= Beginning of Section =

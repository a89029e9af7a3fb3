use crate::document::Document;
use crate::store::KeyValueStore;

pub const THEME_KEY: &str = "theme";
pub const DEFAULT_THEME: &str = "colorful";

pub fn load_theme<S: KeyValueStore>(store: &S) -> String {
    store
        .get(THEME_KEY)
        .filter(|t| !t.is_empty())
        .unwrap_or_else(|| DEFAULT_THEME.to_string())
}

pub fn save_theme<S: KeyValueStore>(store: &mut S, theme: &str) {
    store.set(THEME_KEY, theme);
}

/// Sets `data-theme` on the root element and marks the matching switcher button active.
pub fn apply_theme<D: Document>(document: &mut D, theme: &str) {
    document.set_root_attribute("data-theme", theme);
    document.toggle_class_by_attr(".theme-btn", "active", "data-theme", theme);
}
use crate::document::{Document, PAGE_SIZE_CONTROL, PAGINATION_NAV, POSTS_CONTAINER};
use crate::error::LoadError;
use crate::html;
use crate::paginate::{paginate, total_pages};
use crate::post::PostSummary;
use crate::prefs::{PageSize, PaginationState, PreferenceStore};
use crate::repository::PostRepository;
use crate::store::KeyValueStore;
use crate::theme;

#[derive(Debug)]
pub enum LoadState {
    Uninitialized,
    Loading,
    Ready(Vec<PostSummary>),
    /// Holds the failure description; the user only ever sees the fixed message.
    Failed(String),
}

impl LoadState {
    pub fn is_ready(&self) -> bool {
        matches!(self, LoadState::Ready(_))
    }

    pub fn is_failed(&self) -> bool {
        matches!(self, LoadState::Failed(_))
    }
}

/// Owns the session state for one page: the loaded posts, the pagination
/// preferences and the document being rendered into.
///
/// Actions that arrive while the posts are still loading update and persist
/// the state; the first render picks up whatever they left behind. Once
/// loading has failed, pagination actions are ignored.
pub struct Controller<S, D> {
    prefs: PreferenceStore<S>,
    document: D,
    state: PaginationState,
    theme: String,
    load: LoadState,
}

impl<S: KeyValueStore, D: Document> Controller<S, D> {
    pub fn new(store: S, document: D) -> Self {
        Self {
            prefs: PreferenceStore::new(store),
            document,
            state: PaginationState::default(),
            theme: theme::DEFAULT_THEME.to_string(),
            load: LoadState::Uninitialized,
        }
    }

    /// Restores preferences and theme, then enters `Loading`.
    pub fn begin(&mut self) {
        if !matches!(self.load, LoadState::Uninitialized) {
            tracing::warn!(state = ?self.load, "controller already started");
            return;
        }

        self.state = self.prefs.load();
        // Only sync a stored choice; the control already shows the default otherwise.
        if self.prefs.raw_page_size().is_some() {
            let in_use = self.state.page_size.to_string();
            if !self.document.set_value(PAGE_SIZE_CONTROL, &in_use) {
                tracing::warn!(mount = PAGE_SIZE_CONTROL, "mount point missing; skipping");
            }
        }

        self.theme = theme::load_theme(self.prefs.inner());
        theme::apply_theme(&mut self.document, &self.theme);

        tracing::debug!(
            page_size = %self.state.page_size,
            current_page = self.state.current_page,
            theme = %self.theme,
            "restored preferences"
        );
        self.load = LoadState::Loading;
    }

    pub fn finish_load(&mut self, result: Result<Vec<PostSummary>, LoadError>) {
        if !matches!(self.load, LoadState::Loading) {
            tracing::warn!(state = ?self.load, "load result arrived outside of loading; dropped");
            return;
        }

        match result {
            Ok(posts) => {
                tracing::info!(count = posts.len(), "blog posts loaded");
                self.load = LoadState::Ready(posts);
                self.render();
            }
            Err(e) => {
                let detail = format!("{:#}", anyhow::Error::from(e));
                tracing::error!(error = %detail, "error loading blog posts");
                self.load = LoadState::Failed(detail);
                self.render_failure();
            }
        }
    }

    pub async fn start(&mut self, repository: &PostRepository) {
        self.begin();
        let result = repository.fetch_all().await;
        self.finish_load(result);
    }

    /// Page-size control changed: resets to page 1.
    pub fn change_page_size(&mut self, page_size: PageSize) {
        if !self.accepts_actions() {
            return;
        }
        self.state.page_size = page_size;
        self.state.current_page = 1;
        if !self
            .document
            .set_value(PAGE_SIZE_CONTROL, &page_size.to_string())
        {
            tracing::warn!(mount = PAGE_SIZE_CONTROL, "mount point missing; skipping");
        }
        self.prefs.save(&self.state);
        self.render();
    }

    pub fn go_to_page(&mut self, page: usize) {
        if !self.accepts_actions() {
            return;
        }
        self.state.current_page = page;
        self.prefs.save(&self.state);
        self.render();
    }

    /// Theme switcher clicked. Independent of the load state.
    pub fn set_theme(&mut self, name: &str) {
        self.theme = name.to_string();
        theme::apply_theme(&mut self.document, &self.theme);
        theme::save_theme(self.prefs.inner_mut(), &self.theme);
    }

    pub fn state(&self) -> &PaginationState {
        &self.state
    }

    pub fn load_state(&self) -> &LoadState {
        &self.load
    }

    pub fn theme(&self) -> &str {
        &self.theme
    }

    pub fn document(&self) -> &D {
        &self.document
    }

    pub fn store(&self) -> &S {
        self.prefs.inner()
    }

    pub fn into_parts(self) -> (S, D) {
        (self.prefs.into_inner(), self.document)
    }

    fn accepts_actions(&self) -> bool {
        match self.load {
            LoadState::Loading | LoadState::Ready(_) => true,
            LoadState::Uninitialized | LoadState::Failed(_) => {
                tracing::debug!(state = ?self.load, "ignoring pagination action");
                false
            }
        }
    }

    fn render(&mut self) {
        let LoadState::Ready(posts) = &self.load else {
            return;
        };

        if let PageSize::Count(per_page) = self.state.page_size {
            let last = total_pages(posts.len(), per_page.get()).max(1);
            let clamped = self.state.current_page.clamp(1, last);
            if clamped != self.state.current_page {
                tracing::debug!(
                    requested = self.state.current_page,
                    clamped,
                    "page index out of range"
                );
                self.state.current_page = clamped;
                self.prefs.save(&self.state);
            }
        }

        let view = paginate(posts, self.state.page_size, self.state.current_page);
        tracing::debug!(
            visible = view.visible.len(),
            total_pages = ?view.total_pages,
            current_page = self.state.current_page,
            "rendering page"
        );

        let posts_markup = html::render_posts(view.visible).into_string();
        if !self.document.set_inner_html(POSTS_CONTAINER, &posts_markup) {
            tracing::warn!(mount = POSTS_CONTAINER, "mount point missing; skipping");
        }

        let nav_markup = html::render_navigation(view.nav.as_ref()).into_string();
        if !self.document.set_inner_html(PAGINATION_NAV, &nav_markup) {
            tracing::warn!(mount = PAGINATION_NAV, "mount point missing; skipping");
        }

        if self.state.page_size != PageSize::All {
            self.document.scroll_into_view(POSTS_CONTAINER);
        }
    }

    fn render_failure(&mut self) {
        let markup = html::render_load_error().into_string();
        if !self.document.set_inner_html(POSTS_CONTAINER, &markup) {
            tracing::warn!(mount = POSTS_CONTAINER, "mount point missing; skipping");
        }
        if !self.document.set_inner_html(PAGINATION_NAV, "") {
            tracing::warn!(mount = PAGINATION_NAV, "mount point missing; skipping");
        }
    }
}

= End of Section =

What you will do: A faithful, complete copy of the entries above is required.

Solved problem:
repository a89029e9af7a3fb3
use crate::document::Document;
use crate::store::KeyValueStore;

pub const THEME_KEY: &str = "theme";
pub const DEFAULT_THEME: &str = "colorful";

pub fn load_theme<S: KeyValueStore>(store: &S) -> String {
    store
        .get(THEME_KEY)
        .filter(|t| !t.is_empty())
        .unwrap_or_else(|| DEFAULT_THEME.to_string())
}

pub fn save_theme<S: KeyValueStore>(store: &mut S, theme: &str) {
    store.set(THEME_KEY, theme);
}

/// Sets `data-theme` on the root element and marks the matching switcher button active.
pub fn apply_theme<D: Document>(document: &mut D, theme: &str) {
    document.set_root_attribute("data-theme", theme);
    document.toggle_class_by_attr(".theme-btn", "active", "data-theme", theme);
}
use crate::document::{Document, PAGE_SIZE_CONTROL, PAGINATION_NAV, POSTS_CONTAINER};
use crate::error::LoadError;
use crate::html;
use crate::paginate::{paginate, total_pages};
use crate::post::PostSummary;
use crate::prefs::{PageSize, PaginationState, PreferenceStore};
use crate::repository::PostRepository;
use crate::store::KeyValueStore;
use crate::theme;

#[derive(Debug)]
pub enum LoadState {
    Uninitialized,
    Loading,
    Ready(Vec<PostSummary>),
    /// Holds the failure description; the user only ever sees the fixed message.
    Failed(String),
}

impl LoadState {
    pub fn is_ready(&self) -> bool {
        matches!(self, LoadState::Ready(_))
    }

    pub fn is_failed(&self) -> bool {
        matches!(self, LoadState::Failed(_))
    }
}

/// Owns the session state for one page: the loaded posts, the pagination
/// preferences and the document being rendered into.
///
/// Actions that arrive while the posts are still loading update and persist
/// the state; the first render picks up whatever they left behind. Once
/// loading has failed, pagination actions are ignored.
pub struct Controller<S, D> {
    prefs: PreferenceStore<S>,
    document: D,
    state: PaginationState,
    theme: String,
    load: LoadState,
}

impl<S: KeyValueStore, D: Document> Controller<S, D> {
    pub fn new(store: S, document: D) -> Self {
        Self {
            prefs: PreferenceStore::new(store),
            document,
            state: PaginationState::default(),
            theme: theme::DEFAULT_THEME.to_string(),
            load: LoadState::Uninitialized,
        }
    }

    /// Restores preferences and theme, then enters `Loading`.
    pub fn begin(&mut self) {
        if !matches!(self.load, LoadState::Uninitialized) {
            tracing::warn!(state = ?self.load, "controller already started");
            return;
        }

        self.state = self.prefs.load();
        // Only sync a stored choice; the control already shows the default otherwise.
        if self.prefs.raw_page_size().is_some() {
            let in_use = self.state.page_size.to_string();
            if !self.document.set_value(PAGE_SIZE_CONTROL, &in_use) {
                tracing::warn!(mount = PAGE_SIZE_CONTROL, "mount point missing; skipping");
            }
        }

        self.theme = theme::load_theme(self.prefs.inner());
        theme::apply_theme(&mut self.document, &self.theme);

        tracing::debug!(
            page_size = %self.state.page_size,
            current_page = self.state.current_page,
            theme = %self.theme,
            "restored preferences"
        );
        self.load = LoadState::Loading;
    }

    pub fn finish_load(&mut self, result: Result<Vec<PostSummary>, LoadError>) {
        if !matches!(self.load, LoadState::Loading) {
            tracing::warn!(state = ?self.load, "load result arrived outside of loading; dropped");
            return;
        }

        match result {
            Ok(posts) => {
                tracing::info!(count = posts.len(), "blog posts loaded");
                self.load = LoadState::Ready(posts);
                self.render();
            }
            Err(e) => {
                let detail = format!("{:#}", anyhow::Error::from(e));
                tracing::error!(error = %detail, "error loading blog posts");
                self.load = LoadState::Failed(detail);
                self.render_failure();
            }
        }
    }

    pub async fn start(&mut self, repository: &PostRepository) {
        self.begin();
        let result = repository.fetch_all().await;
        self.finish_load(result);
    }

    /// Page-size control changed: resets to page 1.
    pub fn change_page_size(&mut self, page_size: PageSize) {
        if !self.accepts_actions() {
            return;
        }
        self.state.page_size = page_size;
        self.state.current_page = 1;
        if !self
            .document
            .set_value(PAGE_SIZE_CONTROL, &page_size.to_string())
        {
            tracing::warn!(mount = PAGE_SIZE_CONTROL, "mount point missing; skipping");
        }
        self.prefs.save(&self.state);
        self.render();
    }

    pub fn go_to_page(&mut self, page: usize) {
        if !self.accepts_actions() {
            return;
        }
        self.state.current_page = page;
        self.prefs.save(&self.state);
        self.render();
    }

    /// Theme switcher clicked. Independent of the load state.
    pub fn set_theme(&mut self, name: &str) {
        self.theme = name.to_string();
        theme::apply_theme(&mut self.document, &self.theme);
        theme::save_theme(self.prefs.inner_mut(), &self.theme);
    }

    pub fn state(&self) -> &PaginationState {
        &self.state
    }

    pub fn load_state(&self) -> &LoadState {
        &self.load
    }

    pub fn theme(&self) -> &str {
        &self.theme
    }

    pub fn document(&self) -> &D {
        &self.document
    }

    pub fn store(&self) -> &S {
        self.prefs.inner()
    }

    pub fn into_parts(self) -> (S, D) {
        (self.prefs.into_inner(), self.document)
    }

    fn accepts_actions(&self) -> bool {
        match self.load {
            LoadState::Loading | LoadState::Ready(_) => true,
            LoadState::Uninitialized | LoadState::Failed(_) => {
                tracing::debug!(state = ?self.load, "ignoring pagination action");
                false
            }
        }
    }

    fn render(&mut self) {
        let LoadState::Ready(posts) = &self.load else {
            return;
        };

        if let PageSize::Count(per_page) = self.state.page_size {
            let last = total_pages(posts.len(), per_page.get()).max(1);
            let clamped = self.state.current_page.clamp(1, last);
            if clamped != self.state.current_page {
                tracing::debug!(
                    requested = self.state.current_page,
                    clamped,
                    "page index out of range"
                );
                self.state.current_page = clamped;
                self.prefs.save(&self.state);
            }
        }

        let view = paginate(posts, self.state.page_size, self.state.current_page);
        tracing::debug!(
            visible = view.visible.len(),
            total_pages = ?view.total_pages,
            current_page = self.state.current_page,
            "rendering page"
        );

        let posts_markup = html::render_posts(view.visible).into_string();
        if !self.document.set_inner_html(POSTS_CONTAINER, &posts_markup) {
            tracing::warn!(mount = POSTS_CONTAINER, "mount point missing; skipping");
        }

        let nav_markup = html::render_navigation(view.nav.as_ref()).into_string();
        if !self.document.set_inner_html(PAGINATION_NAV, &nav_markup) {
            tracing::warn!(mount = PAGINATION_NAV, "mount point missing; skipping");
        }

        if self.state.page_size != PageSize::All {
            self.document.scroll_into_view(POSTS_CONTAINER);
        }
    }

    fn render_failure(&mut self) {
        let markup = html::render_load_error().into_string();
        if !self.document.set_inner_html(POSTS_CONTAINER, &markup) {
            tracing::warn!(mount = POSTS_CONTAINER, "mount point missing; skipping");
        }
        if !self.document.set_inner_html(PAGINATION_NAV, "") {
            tracing::warn!(mount = PAGINATION_NAV, "mount point missing; skipping");
        }
    }
}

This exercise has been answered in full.